Recent studies have shown that long-term cigar smokers have a higher risk of mortality from esophageal cancer than short-term smokers, but there is no clear trend in terms of the number of cigars smoked per day or in terms of inhalation. Cigarette smoke, like cigar smoke, contains toxic cancer-causing chemicals that are harmful to both smokers and non-smokers. While cigar smokers have lower rates of lung cancer, coronary heart disease, and lung disease than cigarette smokers, they have higher rates of these diseases than those who don't smoke cigars. Both former and current smokers were more likely than ever to use smokeless tobacco (snuff or chewing tobacco).The American Cancer Society Cancer Prevention Study II (1982 to 1999*) showed that regular cigar smokers and cigarette smokers have similar levels of risk for oral cavity and esophageal cancers.

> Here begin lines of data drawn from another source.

impl<'r, 'b> GridLayout<'r, 'b> {
    /// Creates a layout engine over a registry.
    #[must_use]
    pub fn new(registry: &'r mut Registry<'b>, config: LayoutConfig) -> Self {
        Self { registry, config }
    }

    /// Returns the layout configuration.
    #[must_use]
    pub const fn config(&self) -> &LayoutConfig {
        &self.config
    }

    /// Lays out everything reachable from `entrypoint`, placed at the origin.
    ///
    /// The entrypoint itself is never rotated.
    ///
    /// # Errors
    ///
    /// Returns [`LayoutError::InvalidConfig`] if the configuration does not
    /// validate, [`LayoutError::Registry`] if `entrypoint` is not in the
    /// registry, [`LayoutError::DepthLimitExceeded`] if the traversal nests
    /// deeper than [`LayoutConfig::max_depth`], or [`LayoutError::Grid`] if a
    /// step leaves the coordinate range.
    pub fn layout(&mut self, entrypoint: &RoomId) -> Result<Placement, LayoutError> {
        if let Some(issue) = self.config.validate().into_iter().next() {
            return Err(LayoutError::InvalidConfig(issue));
        }
        self.registry.room(entrypoint)?;

        info!(room = %entrypoint, "laying out from entrypoint");
        let mut placement = Placement::new(entrypoint.clone());
        self.fill(entrypoint, &mut placement)?;
        info!(
            room = %entrypoint,
            placed = placement.len(),
            diagnostics = placement.diagnostics().len(),
            "layout complete"
        );

        Ok(placement)
    }

    /// Lays out every entrypoint of the registry in ingestion order.
    ///
    /// Rotations accumulate: rooms reached from an earlier entrypoint keep
    /// their orientation when a later layout starts.
    ///
    /// # Errors
    ///
    /// Stops at the first failing layout; see [`GridLayout::layout`].
    pub fn layout_all(&mut self) -> Result<Vec<Placement>, LayoutError> {
        let entrypoints: Vec<RoomId> = self.registry.entrypoint_ids().cloned().collect();
        entrypoints.iter().map(|id| self.layout(id)).collect()
    }

    fn fill(&mut self, entrypoint: &RoomId, placement: &mut Placement) -> Result<(), LayoutError> {
        let max_depth = self.config.max_depth();
        placement.insert(entrypoint.clone(), HexCoord::origin(), 0);
        let mut stack = vec![self.frame(entrypoint, HexCoord::origin(), 1)?];

        while let Some(frame) = stack.last_mut() {
            let Some((side, link, neighbor)) = frame.neighbors.next() else {
                stack.pop();
                continue;
            };
            let room = frame.room.clone();
            let (coord, depth) = (frame.coord, frame.depth);
            let target = coord.checked_neighbor(side)?;

            if let Some(occupant) = placement.room_at(target).cloned() {
                if occupant == neighbor {
                    debug!("[{room}]@{coord} -> ({side}) [{neighbor}]@{target} already linked");
                } else {
                    placement.report(Diagnostic::Overlap {
                        room,
                        side,
                        neighbor,
                        occupant,
                        at: target,
                    });
                }
                continue;
            }

            if let Some(actual) = placement.coord_of(&neighbor) {
                placement.report(Diagnostic::AlreadyPlaced {
                    room,
                    side,
                    neighbor,
                    expected: target,
                    actual,
                });
                continue;
            }

            if depth >= max_depth {
                return Err(LayoutError::DepthLimitExceeded {
                    room: neighbor,
                    max_depth,
                });
            }

            let applied = self.registry.align_room(&neighbor, link, side.opposite())?;
            debug!("[{room}]@{coord} -> ({side}) [{neighbor}]@{target} linked, rotated {applied}");
            if self.registry.is_entrypoint(&neighbor) {
                placement.report(Diagnostic::ReachedEntrypoint {
                    room: neighbor.clone(),
                    origin: room,
                });
            }

            placement.insert(neighbor.clone(), target, applied.rem_euclid(6));
            stack.push(self.frame(&neighbor, target, depth + 1)?);
        }

        Ok(())
    }

    fn frame(&self, room: &RoomId, coord: HexCoord, depth: usize) -> Result<Frame, LayoutError> {
        Ok(Frame {
            room: room.clone(),
            coord,
            depth,
            neighbors: self.registry.neighbors(room)?.into_iter(),
        })
    }
}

Current cigar smokers who smoked three or more cigars a day, who reported having inhaled tobacco smoke, or who had smoked cigars for 25 years or more had a substantially higher risk of mortality from lung cancer than men with lower exposure to cigarettes. These findings are important because of the recent resurgence of smoking in the United States and because prospective data on smoking and cancer are limited. The increase in the prevalence of the disease observed among former cigar smokers, but not current ones, in this study may partly reflect the cessation of smoking after the onset of the disease. It is important to note that smoking cigars can cause many of the same health problems as cigarettes, but less information is available on the prevalence of consumption trends and the burden of disease associated with smoking in the U. S. Therefore, it is important for women to be aware of the potential health risks associated with cigar smoking.